Corcoran, a Land O'Lakes Republican, is calling on the Constitution Revision Commission -- the powerful board empaneled once every 20 years to devise constitutional amendments to put before voters -- to place his proposal on the November 2018 ballot.

"This is a gross waste of taxpayer money and is nothing more than welfare for politicians," Corcoran said of the financing system, which was devised 30 years ago to limit the role of outside money in statewide campaigns by providing public matching funds to candidates who agree to spending limits.

"All it does is protect the insider political class. You really have to be clueless or just plain selfish to accept money from our state coffers that could go to our schoolchildren, first responders, or be put back in the pockets of our taxpayers," Corcoran said. "This proposal is simply about doing the right thing."

But in a post-Citizens United political environment where candidates are effectively able to raise unlimited amounts of money, the public financing system amounts to one of the last bulwarks against unlimited spending.

"I question why Speaker Corcoran is even advancing this idea," said Ben Wilcox of Integrity Florida, a watchdog group that has investigated the intersecting worlds of campaign finance and governance.

"That's a bumper sticker slogan that's pretty intellectually dishonest," Wilcox said of the speaker's "welfare for politicians" comment. "It fails to look at the goals and the purposes of public campaign financing, and that is to hold down the cost of campaigns and provide alternatives to deep-pocket special interest donors."

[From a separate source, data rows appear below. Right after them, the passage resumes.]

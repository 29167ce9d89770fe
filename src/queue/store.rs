//! SQLite-backed job queue shared by the supervisor and its workers
//!
//! Every process opens its own connection to the same file. All statements
//! run under the region's queue lock and each push or removal updates the
//! region counters while that lock is held, so the counters match the rows.

use crate::error::{QueueError, QueueResult};
use crate::ipc::{Availability, CoordinationRegion};
use crate::queue::job::{Job, JobKind};
use crate::queue::schema::{configure, create_queue, INSERT_JOB, POP_OLDEST};
use rusqlite::{params, Connection, ErrorCode, OptionalExtension};
use std::fs;
use std::io;
use std::path::{Path, PathBuf};
use std::thread;
use std::time::Duration;
use tracing::{debug, warn};
use uuid::Uuid;

/// Pause between attempts while the queue is at its size cap
pub const FULL_BACKOFF: Duration = Duration::from_millis(100);

/// Outcome of a single insert attempt
#[derive(Debug, Clone, Copy, PartialEq, Eq)]
pub enum PushOutcome {
    Queued,
    /// The queue file reached its size cap
    Full,
}

/// One process's handle on the durable queue
pub struct JobQueue {
    conn: Connection,
    region: CoordinationRegion,
    kind: JobKind,
    path: PathBuf,
}

impl JobQueue {
    /// Create the queue file and its schema
    pub fn create(
        path: &Path,
        region: CoordinationRegion,
        kind: JobKind,
        max_bytes: u64,
    ) -> QueueResult<Self> {
        let queue = Self::connect(path, region, kind, max_bytes)?;
        {
            let _q = queue.region.lock_queue();
            create_queue(&queue.conn)?;
        }
        debug!(path = %path.display(), kind = kind.name(), max_bytes, "Created job queue");
        Ok(queue)
    }

    /// Open an existing queue file. Forked workers call this; a connection
    /// must never cross a fork.
    pub fn open(
        path: &Path,
        region: CoordinationRegion,
        kind: JobKind,
        max_bytes: u64,
    ) -> QueueResult<Self> {
        Self::connect(path, region, kind, max_bytes)
    }

    fn connect(
        path: &Path,
        region: CoordinationRegion,
        kind: JobKind,
        max_bytes: u64,
    ) -> QueueResult<Self> {
        let conn = Connection::open(path).map_err(|e| QueueError::CreateFailed {
            path: path.to_path_buf(),
            reason: e.to_string(),
        })?;
        {
            // journal_mode changes take a write lock on the file
            let _q = region.lock_queue();
            configure(&conn, max_bytes)?;
        }
        Ok(Self {
            conn,
            region,
            kind,
            path: path.to_path_buf(),
        })
    }

    pub fn kind(&self) -> JobKind {
        self.kind
    }

    pub fn path(&self) -> &Path {
        &self.path
    }

    pub fn region(&self) -> &CoordinationRegion {
        &self.region
    }

    /// Insert once. `Full` means the size cap was hit and nothing was stored.
    pub fn try_push(&self, job: &Job) -> QueueResult<PushOutcome> {
        if job.kind() != self.kind {
            return Err(QueueError::WrongKind {
                expected: self.kind.name(),
                found: job.kind().name(),
            });
        }
        let payload = job.encode()?;

        let _q = self.region.lock_queue();
        let mut stmt = self.conn.prepare_cached(INSERT_JOB)?;
        match stmt.execute(params![self.kind.code(), payload]) {
            Ok(_) => {
                self.region.job_pushed();
                Ok(PushOutcome::Queued)
            }
            Err(e) if e.sqlite_error_code() == Some(ErrorCode::DiskFull) => Ok(PushOutcome::Full),
            Err(e) => Err(e.into()),
        }
    }

    /// Insert, backing off while the queue is full
    pub fn push(&self, job: &Job) -> QueueResult<()> {
        let mut warned = false;
        loop {
            if self.region.is_stopped() {
                return Err(QueueError::Stopped);
            }
            match self.try_push(job)? {
                PushOutcome::Queued => return Ok(()),
                PushOutcome::Full => {
                    if !warned {
                        warn!(path = %self.path.display(), "Job queue full, waiting for consumers");
                        warned = true;
                    }
                    thread::sleep(FULL_BACKOFF);
                }
            }
        }
    }

    /// Remove the oldest job, blocking while the queue is empty.
    ///
    /// Returns `None` once the producer has finished and nothing is left,
    /// or when the pool stops.
    pub fn pop(&self) -> QueueResult<Option<Job>> {
        loop {
            match self.region.await_jobs(true) {
                Availability::Stopped => return Ok(None),
                Availability::Drained => {
                    let _q = self.region.lock_queue();
                    let rows = self.count_rows()?;
                    if rows == 0 {
                        return Ok(None);
                    }
                    self.region.set_queued(rows);
                }
                Availability::Ready => {
                    let _q = self.region.lock_queue();
                    match self.take_oldest()? {
                        Some(bytes) => {
                            self.region.job_taken();
                            return Job::decode(&bytes).map(Some);
                        }
                        None => self.region.set_queued(self.count_rows()?),
                    }
                }
            }
        }
    }

    /// Worker variant of [`pop`](Self::pop): the removed job is recorded as
    /// running in `slot` in the same step. Returns `None` when the pool stops.
    pub fn claim(&self, slot: usize) -> QueueResult<Option<Job>> {
        loop {
            if self.region.await_jobs(false) == Availability::Stopped {
                return Ok(None);
            }
            let _q = self.region.lock_queue();
            let Some(bytes) = self.take_oldest()? else {
                // Counter ran ahead of the table
                self.region.set_queued(self.count_rows()?);
                continue;
            };
            match Job::decode(&bytes) {
                Ok(job) => {
                    self.region.job_claimed(slot, &job.describe());
                    return Ok(Some(job));
                }
                Err(e) => {
                    self.region.job_taken();
                    return Err(e);
                }
            }
        }
    }

    /// Delete and return the oldest row of this queue's kind. Caller holds
    /// the queue lock.
    fn take_oldest(&self) -> QueueResult<Option<Vec<u8>>> {
        let mut stmt = self.conn.prepare_cached(POP_OLDEST)?;
        let payload = stmt
            .query_row(params![self.kind.code()], |row| row.get(0))
            .optional()?;
        Ok(payload)
    }

    fn count_rows(&self) -> QueueResult<u64> {
        let mut stmt = self
            .conn
            .prepare_cached("SELECT COUNT(*) FROM job WHERE kind = ?1")?;
        let n: i64 = stmt.query_row(params![self.kind.code()], |row| row.get(0))?;
        Ok(n as u64)
    }

    /// Rows currently stored
    pub fn len(&self) -> QueueResult<u64> {
        let _q = self.region.lock_queue();
        self.count_rows()
    }

    pub fn is_empty(&self) -> QueueResult<bool> {
        Ok(self.len()? == 0)
    }

    /// Reset the region's queued counter to the stored row count
    pub fn reconcile(&self) -> QueueResult<u64> {
        let _q = self.region.lock_queue();
        let rows = self.count_rows()?;
        self.region.set_queued(rows);
        Ok(rows)
    }
}

/// Fresh, collision-free queue file name in `dir`
pub fn queue_file_name(dir: &Path) -> PathBuf {
    dir.join(format!(
        "docscan-queue-{}-{}.db",
        std::process::id(),
        Uuid::new_v4().simple()
    ))
}

/// Remove a queue database and its WAL side files
pub fn remove_files(path: &Path) -> io::Result<()> {
    let mut candidates = vec![path.to_path_buf()];
    for suffix in ["-wal", "-shm"] {
        let mut name = path.as_os_str().to_os_string();
        name.push(suffix);
        candidates.push(PathBuf::from(name));
    }
    for file in candidates {
        match fs::remove_file(&file) {
            Ok(()) => {}
            Err(e) if e.kind() == io::ErrorKind::NotFound => {}
            Err(e) => return Err(e),
        }
    }
    Ok(())
}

Perhaps not coincidentally, Corcoran has raised millions from special interests for a potential gubernatorial bid. Were he to win the Republican nomination, he could appear on the ballot alongside his proposed amendment, potentially boosting his prospects.

Personal politics aside, however, the speaker is casting his assault on the public campaign financing system as a function of a changing political environment where even an ill-funded underdog, armed with a Twitter account, can beat a deep-pocketed favorite.

"Public financing of statewide campaigns has not achieved any of its purported goals, it has been rendered obsolete by changes in technology, and it is a misuse of taxpayer money that should be spent on real state priorities," Corcoran wrote the Constitution Revision Commission last week.